# Work to complete
Only these lines of the data below are wanted: the one with "more_percent / 100.0));", the one with "pub fn apply_stat(&self, base: f32)", and any lines between them, each repeated exactly.

# Saved entries

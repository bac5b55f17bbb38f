//! Roster - every combatant taking part in one battle.

use super::{Combatant, CombatantId, Side};
use crate::battle::BattleOutcome;
use crate::combat::Resistances;
use crate::error::PreconditionError;
use crate::stats::{Stance, StatBlock, StatKind, normalized_speed};

/// Roster entry a combatant is created from at battle start.
#[derive(Clone, Debug, PartialEq)]
#[cfg_attr(feature = "serde", derive(serde::Serialize, serde::Deserialize))]
pub struct CombatantSpec {
    pub name: String,
    pub side: Side,
    #[cfg_attr(feature = "serde", serde(default))]
    pub stats: StatBlock,
    #[cfg_attr(feature = "serde", serde(default))]
    pub stance: Option<Stance>,
    #[cfg_attr(feature = "serde", serde(default))]
    pub resistances: Resistances,
    /// Starting health; `None` starts at maximum.
    #[cfg_attr(feature = "serde", serde(default))]
    pub health: Option<i32>,
}

impl CombatantSpec {
    pub fn new(name: impl Into<String>, side: Side) -> Self {
        Self {
            name: name.into(),
            side,
            stats: StatBlock::default(),
            stance: None,
            resistances: Resistances::default(),
            health: None,
        }
    }

    pub fn with_stats(mut self, stats: StatBlock) -> Self {
        self.stats = stats;
        self
    }

    pub fn with_stat(mut self, stat: StatKind, value: f32) -> Self {
        self.stats.set(stat, value);
        self
    }

    pub fn with_stance(mut self, stance: Stance) -> Self {
        self.stance = Some(stance);
        self
    }

    pub fn with_resistances(mut self, resistances: Resistances) -> Self {
        self.resistances = resistances;
        self
    }

    pub fn with_health(mut self, health: i32) -> Self {
        self.health = Some(health);
        self
    }
}

/// All combatants of one battle, indexed by [`CombatantId`].
///
/// Combatants are never removed; dead ones stay in the roster so reports and
/// presentation can still refer to them.
#[derive(Clone, Debug, Default, PartialEq)]
pub struct Roster {
    combatants: Vec<Combatant>,
}

impl Roster {
    /// Creates combatants from roster entries, assigning ids in order.
    pub fn new(specs: impl IntoIterator<Item = CombatantSpec>) -> Self {
        let combatants = specs
            .into_iter()
            .enumerate()
            .map(|(i, spec)| Combatant::from_spec(CombatantId(i as u32), spec))
            .collect();
        Self { combatants }
    }

    pub fn get(&self, id: CombatantId) -> Option<&Combatant> {
        self.combatants.get(id.0 as usize)
    }

    pub fn get_mut(&mut self, id: CombatantId) -> Option<&mut Combatant> {
        self.combatants.get_mut(id.0 as usize)
    }

    /// Looks up a combatant that must exist.
    pub fn require(&self, id: CombatantId) -> Result<&Combatant, PreconditionError> {
        self.get(id).ok_or(PreconditionError::UnknownCombatant(id))
    }

    /// Looks up a combatant that must exist and be alive.
    pub fn require_living(&self, id: CombatantId) -> Result<&Combatant, PreconditionError> {
        let combatant = self.require(id)?;
        if combatant.is_alive() {
            Ok(combatant)
        } else {
            Err(PreconditionError::DeadCombatant(id))
        }
    }

    pub fn is_alive(&self, id: CombatantId) -> bool {
        self.get(id).is_some_and(Combatant::is_alive)
    }

    pub fn iter(&self) -> impl Iterator<Item = &Combatant> {
        self.combatants.iter()
    }

    pub fn iter_mut(&mut self) -> impl Iterator<Item = &mut Combatant> {
        self.combatants.iter_mut()
    }

    pub fn living(&self) -> impl Iterator<Item = &Combatant> {
        self.combatants.iter().filter(|c| c.is_alive())
    }

    pub fn living_ids(&self) -> impl Iterator<Item = CombatantId> + '_ {
        self.living().map(Combatant::id)
    }

    pub fn len(&self) -> usize {
        self.combatants.len()
    }

    pub fn is_empty(&self) -> bool {
        self.combatants.is_empty()
    }

    /// Mean effective speed of the living combatants.
    pub fn normalized_speed(&self) -> f32 {
        normalized_speed(self.living().map(|c| c.stat(StatKind::Speed)))
    }

    /// Won when no enemy is left standing, lost when no player combatant is.
    ///
    /// A battle where both sides fall at once counts as lost.
    pub fn outcome(&self) -> Option<BattleOutcome> {
        let side_alive = |side: Side| self.living().any(|c| c.side() == side);
        if !side_alive(Side::Player) {
            Some(BattleOutcome::Lost)
        } else if !side_alive(Side::Enemy) {
            Some(BattleOutcome::Won)
        } else {
            None
        }
    }
}

#[cfg(test)]
mod tests {
    use super::*;

    fn kill(roster: &mut Roster, id: CombatantId) {
        if let Some(c) = roster.get_mut(id) {
            c.apply_damage(1000);
        }
    }

    fn roster() -> Roster {
        Roster::new([
            CombatantSpec::new("hero", Side::Player).with_stat(StatKind::Speed, 12.0),
            CombatantSpec::new("slime", Side::Enemy).with_stat(StatKind::Speed, 6.0),
            CombatantSpec::new("bat", Side::Enemy).with_stat(StatKind::Speed, 18.0),
        ])
    }

    #[test]
    fn assigns_ids_in_order() {
        let roster = roster();
        assert_eq!(roster.len(), 3);
        assert_eq!(roster.get(CombatantId(2)).map(|c| c.name()), Some("bat"));
        assert!(roster.get(CombatantId(3)).is_none());
    }

    #[test]
    fn normalized_speed_tracks_living() {
        let mut roster = roster();
        assert_eq!(roster.normalized_speed(), 12.0);

        kill(&mut roster, CombatantId(2));
        assert_eq!(roster.normalized_speed(), 9.0);
    }

    #[test]
    fn outcome_is_decided_when_a_side_is_wiped() {
        let mut roster = roster();
        assert_eq!(roster.outcome(), None);

        kill(&mut roster, CombatantId(1));
        kill(&mut roster, CombatantId(2));
        assert_eq!(roster.outcome(), Some(BattleOutcome::Won));
    }

    #[test]
    fn require_living_rejects_dead_and_unknown() {
        let mut roster = roster();
        kill(&mut roster, CombatantId(1));

        assert_eq!(
            roster.require_living(CombatantId(1)).err(),
            Some(PreconditionError::DeadCombatant(CombatantId(1)))
        );
        assert_eq!(
            roster.require_living(CombatantId(9)).err(),
            Some(PreconditionError::UnknownCombatant(CombatantId(9)))
        );
    }
}
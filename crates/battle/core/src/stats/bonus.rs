//! Bonus application system following the layered stack architecture.
//!
//! Every effective stat is computed with the same calculation order:
//! Flat → %Inc → More → Less → Clamp
//!
//! Stance bonuses and active-modifier contributions both feed a single
//! [`BonusStack`] per stat, so a stance multiplier and a buff multiplier
//! compose exactly like two buffs would.

/// A single bonus that can be applied to a stat value.
///
/// - **Flat**: Additive bonuses applied first (e.g., +5 Attack from a stance)
/// - **Increased**: Percentage increases, summed then multiplied (e.g., +20%)
/// - **More**: Sequential multipliers applied individually (e.g., 50 = ×1.5)
/// - **Less**: Sequential reductions applied individually (e.g., 10 = ×0.9)
#[derive(Clone, Copy, Debug, PartialEq)]
#[cfg_attr(feature = "serde", derive(serde::Serialize, serde::Deserialize))]
pub enum Bonus {
    /// Flat additive bonus (applied first)
    Flat(f32),

    /// Percentage increase (summed with other %Inc, then multiplied)
    Increased(f32),

    /// Multiplicative "more" modifier (applied sequentially)
    More(f32),

    /// Multiplicative "less" modifier (applied sequentially)
    Less(f32),
}

impl Bonus {
    /// Create a flat bonus
    pub fn flat(value: f32) -> Self {
        Bonus::Flat(value)
    }

    /// Create a percentage increase bonus (20 = +20%)
    pub fn increased(percent: f32) -> Self {
        Bonus::Increased(percent)
    }

    /// Create a "more" multiplier (50 = ×1.5)
    pub fn more(percent: f32) -> Self {
        Bonus::More(percent)
    }

    /// Create a "less" multiplier (10 = ×0.9)
    pub fn less(percent: f32) -> Self {
        Bonus::Less(percent)
    }

    /// Returns the raw number carried by this bonus.
    pub fn value(&self) -> f32 {
        match *self {
            Bonus::Flat(v) | Bonus::Increased(v) | Bonus::More(v) | Bonus::Less(v) => v,
        }
    }
}

/// A collection of bonuses that will be applied in the correct order.
///
/// The stack guarantees the following application order:
/// 1. Flat bonuses (summed)
/// 2. Increased bonuses (summed, then multiplied)
/// 3. More multipliers (applied sequentially)
/// 4. Less multipliers (applied sequentially)
/// 5. Clamp to bounds
///
/// # Example
/// ```
/// # use battle_core::stats::{Bonus, BonusStack};
/// let mut stack = BonusStack::new();
/// stack.add(Bonus::flat(5.0));
/// stack.add(Bonus::increased(20.0));
/// stack.add(Bonus::increased(15.0));
/// stack.add(Bonus::more(50.0));
/// stack.add(Bonus::less(10.0));
///
/// let result = stack.apply(10.0, 0.0, 100.0);
/// // = clamp((10 + 5) × 1.35 × 1.5 × 0.9, 0, 100)
/// assert!((result - 27.3375).abs() < 1e-3);
/// ```
#[derive(Clone, Debug, Default, PartialEq)]
pub struct BonusStack {
    bonuses: Vec<Bonus>,
}

impl BonusStack {
    /// Create a new empty bonus stack
    pub fn new() -> Self {
        Self {
            bonuses: Vec::new(),
        }
    }

    /// Add a bonus to the stack
    pub fn add(&mut self, bonus: Bonus) {
        self.bonuses.push(bonus);
    }

    /// Add multiple bonuses at once
    pub fn extend(&mut self, bonuses: impl IntoIterator<Item = Bonus>) {
        self.bonuses.extend(bonuses);
    }

    /// Apply all bonuses to a base value with clamping
    ///
    /// # Formula
    /// ```text
    /// result = clamp((base + flat_sum) × (1 + inc_sum/100) × more_product × less_product, min, max)
    /// ```
    pub fn apply(&self, base: f32, min: f32, max: f32) -> f32 {
        let flat_sum: f32 = self
            .bonuses
            .iter()
            .filter_map(|b| match b {
                Bonus::Flat(v) => Some(*v),
                _ => None,
            })
            .sum();

        let inc_sum: f32 = self
            .bonuses
            .iter()
            .filter_map(|b| match b {
                Bonus::Increased(p) => Some(*p),
                _ => None,
            })
            .sum();

        let after_inc = (base + flat_sum) * (1.0 + inc_sum / 100.0);

        let after_more = self
            .bonuses
            .iter()
            .filter_map(|b| match b {
                Bonus::More(p) => Some(*p),
                _ => None,
            })
            .fold(after_inc, |acc, more_percent| acc * (1.0 + more_percent / 100.0));

        let after_less = self
            .bonuses
            .iter()
            .filter_map(|b| match b {
                Bonus::Less(p) => Some(*p),
                _ => None,
            })
            .fold(after_more, |acc, less_percent| acc * (1.0 - less_percent / 100.0));

        after_less.clamp(min, max)
    }

    /// Apply bonuses with the default stat bounds.
    pub fn apply_stat(&self, base: f32) -> f32 {
        let bounds = StatBounds::STATS;
        self.apply(base, bounds.min, bounds.max)
    }

    /// Check if the stack is empty
    pub fn is_empty(&self) -> bool {
        self.bonuses.is_empty()
    }

    /// Get the number of bonuses in the stack
    pub fn len(&self) -> usize {
        self.bonuses.len()
    }
}

/// Builder for constructing bonus stacks fluently
impl BonusStack {
    /// Add a flat bonus (builder pattern)
    pub fn flat(mut self, value: f32) -> Self {
        self.add(Bonus::flat(value));
        self
    }

    /// Add a percentage increase (builder pattern)
    pub fn increased(mut self, percent: f32) -> Self {
        self.add(Bonus::increased(percent));
        self
    }

    /// Add a "more" multiplier (builder pattern)
    pub fn more(mut self, percent: f32) -> Self {
        self.add(Bonus::more(percent));
        self
    }

    /// Add a "less" multiplier (builder pattern)
    pub fn less(mut self, percent: f32) -> Self {
        self.add(Bonus::less(percent));
        self
    }
}

/// Clamp bounds for effective stats.
#[derive(Clone, Copy, Debug, PartialEq)]
pub struct StatBounds {
    pub min: f32,
    pub max: f32,
}

impl StatBounds {
    /// Effective stats never go negative, and stay well clear of float overflow.
    pub const STATS: Self = Self {
        min: 0.0,
        max: 1.0e6,
    };
}

#[cfg(test)]
mod tests {
    use super::*;

    #[test]
    fn applies_flat_before_percentages() {
        let stack = BonusStack::new().flat(10.0).increased(50.0);
        assert_eq!(stack.apply_stat(10.0), 30.0);
    }

    #[test]
    fn more_and_less_compose_multiplicatively() {
        let stack = BonusStack::new().more(100.0).less(50.0);
        assert_eq!(stack.apply_stat(40.0), 40.0);
    }

    #[test]
    fn clamps_to_zero() {
        let stack = BonusStack::new().flat(-50.0);
        assert_eq!(stack.apply_stat(10.0), 0.0);
    }
}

# Response area
            .fold(after_inc, |acc, more_percent| acc * (1.0 + more_percent / 100.0));

        let after_less = self
            .bonuses
            .iter()
            .filter_map(|b| match b {
                Bonus::Less(p) => Some(*p),
                _ => None,
            })
            .fold(after_more, |acc, less_percent| acc * (1.0 - less_percent / 100.0));

        after_less.clamp(min, max)
    }

    /// Apply bonuses with the default stat bounds.
    pub fn apply_stat(&self, base: f32) -> f32 {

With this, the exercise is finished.